I have only 1 RTX 2080 Super MaxQ GPU right now. And I think it does not support init_method="env://"
.
I have a problem that How can I check whether my gpu supporting init_method="env://"
As per the readme file, I have changed some values in the arguments to make the model easier to train. Since, I have only one gpu, I have change num_process_per_node to 1.

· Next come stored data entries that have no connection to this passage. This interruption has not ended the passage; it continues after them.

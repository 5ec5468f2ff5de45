//! Simple-type validator programs
//!
//! Every simple type compiles to a [`SimpleValidator`]: a dispatch kind
//! (atomic, list or union), a whitespace mode and a contiguous slice of
//! [`FacetInstr`] in [`SimpleTables::instructions`].

use regex::Regex;
use std::fmt;

use super::values::{EnumTable, ValueBlob};
use super::TypeId;
use crate::components::{IntegerKind, Primitive, StringKind, WhiteSpace};
use crate::namespaces::QName;

/// Index of a compiled simple-type validator
#[derive(Debug, Clone, Copy, PartialEq, Eq, Hash, PartialOrd, Ord)]
pub struct ValidatorId(pub u32);

impl ValidatorId {
    /// Index into the validator table
    pub fn index(&self) -> usize {
        self.0 as usize
    }
}

/// Facet instruction opcode
#[derive(Debug, Clone, Copy, PartialEq, Eq, Hash, PartialOrd, Ord)]
pub enum FacetOp {
    /// `arg0` is a pattern id
    Pattern,
    /// `arg0` is an enumeration id
    Enumeration,
    /// `arg0` is the exact length
    Length,
    /// `arg0` is the minimum length
    MinLength,
    /// `arg0` is the maximum length
    MaxLength,
    /// `arg0` is the maximum number of digits
    TotalDigits,
    /// `arg0` is the maximum number of fraction digits
    FractionDigits,
    /// `arg0` is an interned bound
    MinInclusive,
    /// `arg0` is an interned bound
    MinExclusive,
    /// `arg0` is an interned bound
    MaxInclusive,
    /// `arg0` is an interned bound
    MaxExclusive,
}

impl FacetOp {
    /// XSD facet name
    pub fn name(&self) -> &'static str {
        match self {
            FacetOp::Pattern => "pattern",
            FacetOp::Enumeration => "enumeration",
            FacetOp::Length => "length",
            FacetOp::MinLength => "minLength",
            FacetOp::MaxLength => "maxLength",
            FacetOp::TotalDigits => "totalDigits",
            FacetOp::FractionDigits => "fractionDigits",
            FacetOp::MinInclusive => "minInclusive",
            FacetOp::MinExclusive => "minExclusive",
            FacetOp::MaxInclusive => "maxInclusive",
            FacetOp::MaxExclusive => "maxExclusive",
        }
    }

    /// Opcode byte, for the digest
    pub fn code(&self) -> u8 {
        *self as u8
    }
}

impl fmt::Display for FacetOp {
    fn fmt(&self, f: &mut fmt::Formatter<'_>) -> fmt::Result {
        f.write_str(self.name())
    }
}

/// One facet instruction
///
/// `arg1` is the type whose restriction step contributed the facet.
#[derive(Debug, Clone, Copy, PartialEq, Eq)]
pub struct FacetInstr {
    /// Opcode
    pub op: FacetOp,
    /// Operand (see [`FacetOp`])
    pub arg0: u32,
    /// Contributing type id
    pub arg1: u32,
}

impl FacetInstr {
    /// Create an instruction
    pub fn new(op: FacetOp, arg0: u32, origin: TypeId) -> Self {
        Self {
            op,
            arg0,
            arg1: origin.0,
        }
    }
}

/// A slice of the instruction table
#[derive(Debug, Clone, Copy, PartialEq, Eq, Default)]
pub struct ProgramRef {
    /// First instruction
    pub start: u32,
    /// Number of instructions
    pub len: u32,
}

impl ProgramRef {
    /// True for a program with no instructions
    pub fn is_empty(&self) -> bool {
        self.len == 0
    }
}

/// Primitive plus the lexical refinements of derived built-ins
#[derive(Debug, Clone, Copy, PartialEq, Eq, Hash)]
pub struct AtomicKind {
    /// Value space
    pub primitive: Primitive,
    /// Name-like refinement (`token`, `NCName`, ...)
    pub string_kind: Option<StringKind>,
    /// Fixed-width integer refinement
    pub integer_kind: Option<IntegerKind>,
}

impl AtomicKind {
    /// Plain primitive with no refinement
    pub fn primitive(primitive: Primitive) -> Self {
        Self {
            primitive,
            string_kind: None,
            integer_kind: None,
        }
    }
}

/// Role of a value in ID/IDREF checking
#[derive(Debug, Clone, Copy, PartialEq, Eq, Hash)]
pub enum IdentityRole {
    /// xs:ID or a restriction of it
    Id,
    /// xs:IDREF, or a list of them
    IdRef,
}

/// Run-time dispatch of a simple-type validator
#[derive(Debug, Clone, PartialEq, Eq)]
pub enum ValidatorKind {
    /// Atomic value
    Atomic {
        /// Value space and refinements
        kind: AtomicKind,
        /// Whitespace mode
        white_space: WhiteSpace,
        /// Facet program
        program: ProgramRef,
    },
    /// Whitespace-separated list
    List {
        /// Whitespace mode (always collapse)
        white_space: WhiteSpace,
        /// List-level facet program
        program: ProgramRef,
        /// Validator for each item
        item: ValidatorId,
    },
    /// First matching member wins
    Union {
        /// Whitespace mode of the union itself
        white_space: WhiteSpace,
        /// Union-level facet program
        program: ProgramRef,
        /// Member validators in declaration order
        members: Vec<ValidatorId>,
        /// Member types, parallel to `members`
        member_types: Vec<TypeId>,
        /// The union's own name, if global
        type_name: Option<QName>,
    },
}

impl ValidatorKind {
    /// Whitespace mode applied before anything else
    pub fn white_space(&self) -> WhiteSpace {
        match self {
            ValidatorKind::Atomic { white_space, .. }
            | ValidatorKind::List { white_space, .. }
            | ValidatorKind::Union { white_space, .. } => *white_space,
        }
    }

    /// The facet program
    pub fn program(&self) -> ProgramRef {
        match self {
            ValidatorKind::Atomic { program, .. }
            | ValidatorKind::List { program, .. }
            | ValidatorKind::Union { program, .. } => *program,
        }
    }
}

/// A compiled simple-type validator
#[derive(Debug, Clone, PartialEq, Eq)]
pub struct SimpleValidator {
    /// The type this validator belongs to
    pub type_id: TypeId,
    /// Dispatch
    pub kind: ValidatorKind,
    /// ID/IDREF role, if the type derives from one
    pub role: Option<IdentityRole>,
}

/// A compiled pattern group (the OR of one restriction step's patterns)
#[derive(Debug, Clone)]
pub struct CompiledPattern {
    /// XSD sources in declaration order
    pub sources: Vec<String>,
    /// Anchored translation
    pub regex: Regex,
}

impl PartialEq for CompiledPattern {
    fn eq(&self, other: &Self) -> bool {
        self.sources == other.sources
    }
}

/// Everything the simple-type executor reads
#[derive(Debug, Clone, Default)]
pub struct SimpleTables {
    /// Validators by [`ValidatorId`]
    pub validators: Vec<SimpleValidator>,
    /// Facet instructions; programs are slices of this
    pub instructions: Vec<FacetInstr>,
    /// Compiled pattern groups by id
    pub patterns: Vec<CompiledPattern>,
    /// Interned canonical values
    pub values: ValueBlob,
    /// Enumeration sets
    pub enums: EnumTable,
}

impl SimpleTables {
    /// A validator by id
    pub fn validator(&self, id: ValidatorId) -> Option<&SimpleValidator> {
        self.validators.get(id.index())
    }

    /// Instructions of a program
    pub fn program(&self, program: ProgramRef) -> &[FacetInstr] {
        let start = program.start as usize;
        let end = start + program.len as usize;
        self.instructions.get(start..end).unwrap_or(&[])
    }

    /// Append a program and return its slice
    pub fn push_program(&mut self, instructions: &[FacetInstr]) -> ProgramRef {
        let start = self.instructions.len() as u32;
        self.instructions.extend_from_slice(instructions);
        ProgramRef {
            start,
            len: instructions.len() as u32,
        }
    }
}

#[cfg(test)]
mod tests {
    use super::*;

    #[test]
    fn test_facet_op_names() {
        assert_eq!(FacetOp::MaxLength.name(), "maxLength");
        assert_eq!(FacetOp::FractionDigits.to_string(), "fractionDigits");
        assert_ne!(FacetOp::MinInclusive.code(), FacetOp::MinExclusive.code());
    }

    #[test]
    fn test_program_slices() {
        let mut tables = SimpleTables::default();
        let first = tables.push_program(&[FacetInstr::new(FacetOp::Length, 3, TypeId(40))]);
        let second = tables.push_program(&[
            FacetInstr::new(FacetOp::MinLength, 1, TypeId(41)),
            FacetInstr::new(FacetOp::MaxLength, 9, TypeId(41)),
        ]);
        assert_eq!(tables.program(first).len(), 1);
        assert_eq!(tables.program(second)[1].op, FacetOp::MaxLength);
        assert_eq!(tables.program(second)[1].arg1, 41);
        assert!(tables.program(ProgramRef::default()).is_empty());
    }
}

But I am getting this error.
python train.py --data D:\Project\TAMU\Hierarchical_Variational_Autoencoders\NVAE#start-of-content\mnist --root D:\Project\TAMU\Hierarchical_Variational_Autoencoders\NVAE#start-of-content\CHECKPOINT\ --save 01 --dataset mnist --batch_size 200 --epochs 100 --num_latent_scales 2 --num_groups_per_scale 10 --num_postprocess_cells 3 --num_preprocess_cells 3 --num_cell_per_cond_enc 1 --num_cell_per_cond_dec 1 --num_latent_per_group 20 --num_preprocess_blocks 2 --num_postprocess_blocks 2 --weight_decay_norm 1e-2 --num_channels_enc 16 --num_channels_dec 16 --num_nf 0 --ada_groups --num_process_per_node 1 --use_se --res_dist --fast_adamax
Experiment dir : D:\Project\TAMU\Hierarchical_Variational_Autoencoders\NVAE#start-of-content\CHECKPOINT\/eval-01 starting in debug mode Traceback (most recent call last): File "train.py", line 415, in
init_processes(0, size, main, args)
File "train.py", line 280, in init_processes
dist.init_process_group(backend='nccl', init_method='env://', rank=rank, world_size=size)
File "D:\ProgramData\Anaconda3\lib\site-packages\torch\distributed\distributed_c10d.py", line 421, in init_process_group
init_method, rank, world_size, timeout=timeout
File "D:\ProgramData\Anaconda3\lib\site-packages\torch\distributed\rendezvous.py", line 82, in rendezvous
raise RuntimeError("No rendezvous handler for {}://".format(result.scheme))
RuntimeError: No rendezvous handler for env://
I am new to PyTorch too, used Tensorflow till now.
Can you please tell me what type of error is this and how can I solve it?